» **Exercise details**
Would you please return the lines of the entries below starting at the line that has "has no file" and ending at the line that has "make_link(image, &candidate)", both included, exactly as they are?

Records from a data source

impl Scanner {
    /// Build the scanner and tear down every staging directory left behind.
    #[instrument(skip_all)]
    pub async fn new(
        settings: ScanSettings,
        tasks: TaskRegistry,
        store: ObjectStore,
        conn: Arc<dyn StorageConnection>,
    ) -> Self {
        let scanner = Self {
            inner: Arc::new(ScannerInner {
                settings,
                tasks,
                store,
                conn,
                live: Mutex::new(HashSet::new()),
            }),
        };
        let removed = scanner.clean_stale(Duration::ZERO).await;
        if removed > 0 {
            info!(removed, "Removed staging directories of a previous run");
        }
        scanner
    }

    pub fn settings(&self) -> &ScanSettings {
        &self.inner.settings
    }

    /// Create a fresh staging directory for `pool_name`.
    ///
    /// Staging directories older than the retention window that belong to
    /// no running scan are torn down first.
    #[instrument(skip(self))]
    pub async fn scan_dir_prepare(&self, pool_name: &str) -> Result<PathBuf> {
        self.clean_stale(self.inner.settings.ttl).await;

        let root = &self.inner.settings.staging_root;
        tokio::fs::create_dir_all(root)
            .await
            .map_err(|e| VpoolError::IoError { path: root.clone(), source: e })?;

        let nonce = format!(
            "{:x}{:x}",
            SystemTime::now().duration_since(UNIX_EPOCH).map(|d| d.as_micros()).unwrap_or(0),
            NONCE.fetch_add(1, Ordering::Relaxed)
        );
        let path = root.join(format!("{}{}-{}", SCAN_DIR_PREFIX, pool_name, nonce));
        tokio::fs::create_dir(&path)
            .await
            .map_err(|e| VpoolError::IoError { path: path.clone(), source: e })?;

        self.track(&path, true);
        debug!(path = %path.display(), "Staging directory created");
        Ok(path)
    }

    /// Remove a staging directory whose scan never started.
    pub async fn discard(&self, pool_path: &Path) {
        remove_staging(pool_path).await;
        self.track(pool_path, false);
    }

    /// Submit the walk for `job`, record the pool → task association and
    /// return the task id.
    ///
    /// Teardown is scheduled for `ttl` after the task ends, whatever its
    /// outcome. It is scheduled even when recording the association fails,
    /// and runs right away when the task cannot be submitted.
    #[instrument(skip(self, job), fields(pool = %job.pool_name))]
    pub async fn start_scan(&self, job: ScanJob) -> Result<String> {
        let target = Some(format!("/storagepools/{}", job.pool_name));
        let timeout = self.inner.settings.timeout;
        let walk_job = job.clone();

        let submitted = self
            .inner
            .tasks
            .submit(target, move |reporter| run_scan(walk_job, reporter, timeout))
            .await;
        let task_id = match submitted {
            Ok(task_id) => task_id,
            Err(e) => {
                // Nothing will ever clean up after this scan
                self.teardown(&job.pool_name, &job.pool_path, Association::NotRecorded).await;
                return Err(e);
            }
        };

        metrics::counter!("vpool_scans_started_total").increment(1);
        info!(
            task_id = %task_id,
            scan_path = %job.scan_path.display(),
            ignored = job.ignore_list.len(),
            "Deep scan started"
        );

        // Recorded before teardown is scheduled so teardown always sees it
        let recorded = self.record_association(&job.pool_name, &task_id).await;

        let scanner = self.clone();
        let cleanup_task = task_id.clone();
        tokio::spawn(async move {
            if let Err(e) = scanner.inner.tasks.wait(&cleanup_task).await {
                warn!(task_id = %cleanup_task, error = %e, "Lost track of scan task");
            }
            tokio::time::sleep(scanner.inner.settings.ttl).await;
            scanner
                .teardown(&job.pool_name, &job.pool_path, Association::Task(&cleanup_task))
                .await;
        });

        recorded.map(|()| task_id)
    }

    async fn record_association(&self, pool_name: &str, task_id: &str) -> Result<()> {
        let mut session = self.inner.store.session().await?;
        session.store(SCANNING, pool_name, task_id).await?;
        session.commit().await
    }

    /// Tear down staging directories older than `window` that no running
    /// scan owns. Returns how many were removed.
    pub async fn clean_stale(&self, window: Duration) -> usize {
        let root = self.inner.settings.staging_root.clone();
        let mut entries = match tokio::fs::read_dir(&root).await {
            Ok(entries) => entries,
            Err(e) => {
                if e.kind() != std::io::ErrorKind::NotFound {
                    warn!(path = %root.display(), error = %e, "Cannot list staging root");
                }
                return 0;
            }
        };

        let mut stale = Vec::new();
        loop {
            let entry = match entries.next_entry().await {
                Ok(Some(entry)) => entry,
                Ok(None) => break,
                Err(e) => {
                    warn!(error = %e, "Error reading staging root");
                    break;
                }
            };
            let path = entry.path();
            let Some(pool_name) = staging_pool_name(&path) else {
                continue;
            };
            if self.is_live(&path) {
                continue;
            }
            let age = entry
                .metadata()
                .await
                .and_then(|m| m.created().or_else(|_| m.modified()))
                .ok()
                .and_then(|t| t.elapsed().ok())
                .unwrap_or(Duration::MAX);
            if age >= window {
                stale.push((pool_name, path));
            }
        }

        for (pool_name, path) in &stale {
            self.teardown(pool_name, path, Association::Unknown).await;
        }
        stale.len()
    }

    /// Destroy the scan pool, remove its staging directory and forget the
    /// association. Failures are logged and never propagated.
    ///
    /// An association of unknown owner survives while another staging
    /// directory of this process or a pool on another directory holds the name.
    async fn teardown(&self, pool_name: &str, pool_path: &Path, association: Association<'_>) {
        debug!(pool = %pool_name, path = %pool_path.display(), "Tearing down scan pool");
        metrics::counter!("vpool_scan_cleanups_total").increment(1);

        let name_released = match self.destroy_transient(pool_name, pool_path).await {
            Ok(released) => released,
            Err(e) => {
                cleanup_failed(pool_name, "destroy pool", &e);
                false
            }
        };

        remove_staging(pool_path).await;
        self.track(pool_path, false);

        let (forget, task_id) = match association {
            Association::Task(task_id) => (true, Some(task_id)),
            Association::NotRecorded => (false, None),
            Association::Unknown => (name_released && !self.has_live_scan(pool_name), None),
        };
        if !forget {
            debug!(pool = %pool_name, "Keeping scanning association");
            return;
        }
        if let Err(e) = self.forget_association(pool_name, task_id).await {
            cleanup_failed(pool_name, "delete association", &e);
        }
    }

    /// Destroy the transient pool backed by `pool_path`. Returns false when
    /// `pool_name` is held by a pool this scan does not own.
    async fn destroy_transient(&self, pool_name: &str, pool_path: &Path) -> Result<bool> {
        let manager = self.inner.conn.get().await?;
        let pool = match manager.lookup(pool_name).await {
            Ok(pool) => pool,
            Err(e) if e.is_no_pool() => return Ok(true),
            Err(e) => return Err(e.into()),
        };

        // A persistent pool or one on another directory is not ours
        if pool.is_persistent().await? || pool.definition().await?.target_path != pool_path {
            debug!(pool = %pool_name, "Pool no longer backed by this scan, leaving it");
            return Ok(false);
        }
        pool.destroy().await?;
        Ok(true)
    }

    /// Delete the association of `pool_name`; with `task_id` set it must
    /// match the stored one.
    async fn forget_association(&self, pool_name: &str, task_id: Option<&str>) -> Result<()> {
        let mut session = self.inner.store.session().await?;
        if let Some(task_id) = task_id {
            match session.get::<String>(SCANNING, pool_name).await {
                Ok(stored) if stored != task_id => return Ok(()),
                Ok(_) => {}
                Err(e) if e.is_not_found() => return Ok(()),
                Err(e) => return Err(e),
            }
        }
        match session.delete(SCANNING, pool_name).await {
            Ok(()) => session.commit().await,
            Err(e) if e.is_not_found() => Ok(()),
            Err(e) => Err(e),
        }
    }

    fn track(&self, path: &Path, live: bool) {
        let mut set = self.inner.live.lock().unwrap_or_else(|e| e.into_inner());
        if live {
            set.insert(path.to_path_buf());
        } else {
            set.remove(path);
        }
    }

    fn is_live(&self, path: &Path) -> bool {
        self.inner.live.lock().unwrap_or_else(|e| e.into_inner()).contains(path)
    }

    fn has_live_scan(&self, pool_name: &str) -> bool {
        let live = self.inner.live.lock().unwrap_or_else(|e| e.into_inner());
        live.iter().any(|path| staging_pool_name(path).as_deref() == Some(pool_name))
    }
}

/// Work item of a scan task.
async fn run_scan(
    job: ScanJob,
    reporter: ProgressReporter,
    timeout: Duration,
) -> anyhow::Result<()> {
    reporter.progress(format!("scanning {}", job.scan_path.display()));

    let cancel = Arc::new(AtomicBool::new(false));
    let walk_cancel = cancel.clone();
    let walk_reporter = reporter.clone();
    let walk = tokio::task::spawn_blocking(move || walk_tree(&job, &walk_reporter, &walk_cancel));

    let summary = match tokio::time::timeout(timeout, walk).await {
        Ok(joined) => joined.map_err(|e| anyhow!("scan worker stopped: {}", e))??,
        Err(_) => {
            cancel.store(true, Ordering::Relaxed);
            return Err(anyhow!("scan timed out after {} seconds", timeout.as_secs()));
        }
    };

    metrics::counter!("vpool_scan_images_found_total").increment(summary.images);
    reporter.finish(format!(
        "scan finished: {} images found in {} files",
        summary.images, summary.files
    ));
    Ok(())
}

/// Walk `job.scan_path` and link every image into the staging directory.
fn walk_tree(
    job: &ScanJob,
    reporter: &ProgressReporter,
    cancel: &AtomicBool,
) -> anyhow::Result<ScanSummary> {
    if !job.scan_path.is_dir() {
        return Err(anyhow!("{} is not a directory", job.scan_path.display()));
    }

    let mut summary = ScanSummary::default();
    let walker = WalkDir::new(&job.scan_path)
        .follow_links(false)
        .into_iter()
        .filter_entry(|entry| !is_ignored(entry.path(), job));

    for entry in walker {
        if cancel.load(Ordering::Relaxed) {
            return Err(anyhow!("scan cancelled"));
        }
        let entry = match entry {
            Ok(entry) => entry,
            Err(e) => {
                debug!("Skipping unreadable entry: {}", e);
                continue;
            }
        };
        if !entry.file_type().is_file() {
            continue;
        }

        summary.files += 1;
        if summary.files % PROGRESS_EVERY == 0 {
            reporter.progress(format!(
                "{} files scanned, {} images found",
                summary.files, summary.images
            ));
        }

        let path = entry.path();
        if !probe::has_iso_extension(path) {
            continue;
        }
        match probe::probe_iso(path) {
            Ok(Some(image)) => {
                let link = link_image(&job.pool_path, path)?;
                summary.images += 1;
                debug!(
                    image = %path.display(),
                    link = %link.display(),
                    volume_id = %image.volume_id,
                    "Found image"
                );
            }
            Ok(None) => debug!(path = %path.display(), "Not an ISO-9660 image"),
            Err(e) => debug!(path = %path.display(), error = %e, "Cannot probe file"),
        }
    }

    Ok(summary)
}

fn is_ignored(path: &Path, job: &ScanJob) -> bool {
    path.starts_with(&job.pool_path) || job.ignore_list.iter().any(|dir| path.starts_with(dir))
}

/// Link `image` into `staging` under its file name, suffixing `-N` on clashes.
fn link_image(staging: &Path, image: &Path) -> anyhow::Result<PathBuf> {
    let file_name = image
        .file_name()
        .ok_or_else(|| anyhow!("{} has no file name", image.display()))?;
    let stem = image.file_stem().unwrap_or(file_name).to_string_lossy().to_string();
    let ext = image.extension().map(|e| e.to_string_lossy().to_string());

    let mut candidate = staging.join(file_name);
    let mut n = 1;
    while candidate.symlink_metadata().is_ok() {
        let name = match &ext {
            Some(ext) => format!("{}-{}.{}", stem, n, ext),
            None => format!("{}-{}", stem, n),
        };
        candidate = staging.join(name);
        n += 1;
    }

    make_link(image, &candidate)
        .map_err(|e| anyhow!("cannot link {} into {}: {}", image.display(), staging.display(), e))?;
    Ok(candidate)
}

» **Solution to this task**
        .ok_or_else(|| anyhow!("{} has no file name", image.display()))?;
    let stem = image.file_stem().unwrap_or(file_name).to_string_lossy().to_string();
    let ext = image.extension().map(|e| e.to_string_lossy().to_string());

    let mut candidate = staging.join(file_name);
    let mut n = 1;
    while candidate.symlink_metadata().is_ok() {
        let name = match &ext {
            Some(ext) => format!("{}-{}.{}", stem, n, ext),
            None => format!("{}-{}", stem, n),
        };
        candidate = staging.join(name);
        n += 1;
    }

    make_link(image, &candidate)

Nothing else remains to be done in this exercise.